# Need help installing a reverse glow dash cluster.



## Stolz (Oct 19, 2012)

For the record I drive a 1995, not sure if there are any differences between the year of the model. But just thought it would be important information to include.

So, I bought a reverse glow dash cluster that does not come with instructions. I've figured out about 98% of what to do, including fixating the new faces onto the old ones and leaving holes for the cables to exit out of. 

But now, I am stuck with 4 female connections and no clue what to attach them to. My first guess was back into the connections, but it does not fit. Second was to hook them into the instrument panel dimmer switch, but that doesn't attach either. I'm in need of dire help, and would greatly appreciate any advice if anyone has done anything similar with their 200sx. I'm wondering if I may not have recieved all of the parts because I keep hearing talk about a positive and negative connections hooking into a inverter and then into the switch. If that's so, how would I obtain a switch?
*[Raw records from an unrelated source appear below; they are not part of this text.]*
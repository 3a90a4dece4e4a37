//! Read and write policy for diagrams.
//!
//! The gate is a pure function of its inputs. It never performs I/O and
//! never looks at ambient request state: the caller's session, the presented
//! share token and the current instant are passed explicitly.

use chrono::{DateTime, Utc};

use super::diagram::{Diagram, ShareToken};
use super::user::User;

/// Outcome of a read check, distinguishing how access was granted.
#[derive(Debug, Clone, Copy, PartialEq, Eq)]
pub enum ReadGrant {
    /// Diagram is public.
    Public,
    /// Caller owns the diagram.
    Owner,
    /// Caller presented the token of an active share.
    ActiveShare,
    /// Caller presented the token of an inactive share while logged in.
    ExpiredShare,
}

/// Stateless authorisation policy.
#[derive(Debug, Clone, Copy, Default)]
pub struct AccessGate;

impl AccessGate {
    /// Decide whether `session` may read `diagram`.
    ///
    /// Rules, first match wins:
    /// 1. public diagrams are readable by anyone;
    /// 2. owners read their own diagrams;
    /// 3. a token matching an active share grants read;
    /// 4. a token matching an inactive share grants read only to a logged-in
    ///    caller.
    ///
    /// # Examples
    /// ```
    /// use chrono::Utc;
    /// use renderboard::domain::{AccessGate, Diagram};
    /// # fn example(diagram: &Diagram) {
    /// let grant = AccessGate::can_read(None, diagram, None, Utc::now());
    /// assert_eq!(grant.is_some(), !diagram.is_private);
    /// # }
    /// ```
    pub fn can_read(
        session: Option<&User>,
        diagram: &Diagram,
        token: Option<&ShareToken>,
        now: DateTime<Utc>,
    ) -> Option<ReadGrant> {
        if !diagram.is_private {
            return Some(ReadGrant::Public);
        }
        if session.is_some_and(|user| diagram.is_owned_by(user.id())) {
            return Some(ReadGrant::Owner);
        }
        if !token.is_some_and(|candidate| diagram.share.matches(candidate)) {
            return None;
        }
        if diagram.share.is_active(now) {
            Some(ReadGrant::ActiveShare)
        } else if session.is_some() {
            Some(ReadGrant::ExpiredShare)
        } else {
            None
        }
    }

    /// Only the owner may mutate a diagram; guest diagrams are immutable.
    pub fn can_write(session: Option<&User>, diagram: &Diagram) -> bool {
        session.is_some_and(|user| diagram.is_owned_by(user.id()))
    }
}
Sorry for any lack of information, I'm not extremely knowledgeable when it comes to cars. But I try to know my fair share.


----------



## smj999smj (Jan 1, 2006)

Did you purchase this kit new or used? Have you tried looking for information on the website of the manufacturer of the kit?


----------



## azkicker0027 (May 31, 2002)

what all else is in this "kit"? there should be a control box of some sort. similar to a ballast and a small switch pad for dimming the faces when needed.
the dimmer circuit is 12v and directly connecting the faces could damage and burn them when activated.


----------



## Stolz (Oct 19, 2012)

Located in the kit were just the gauge faces and connections leading off of them. I'll take pictures of it a little later to show you. There was nothing for the gauge faces to connect to, and the dimmer switch has different connections.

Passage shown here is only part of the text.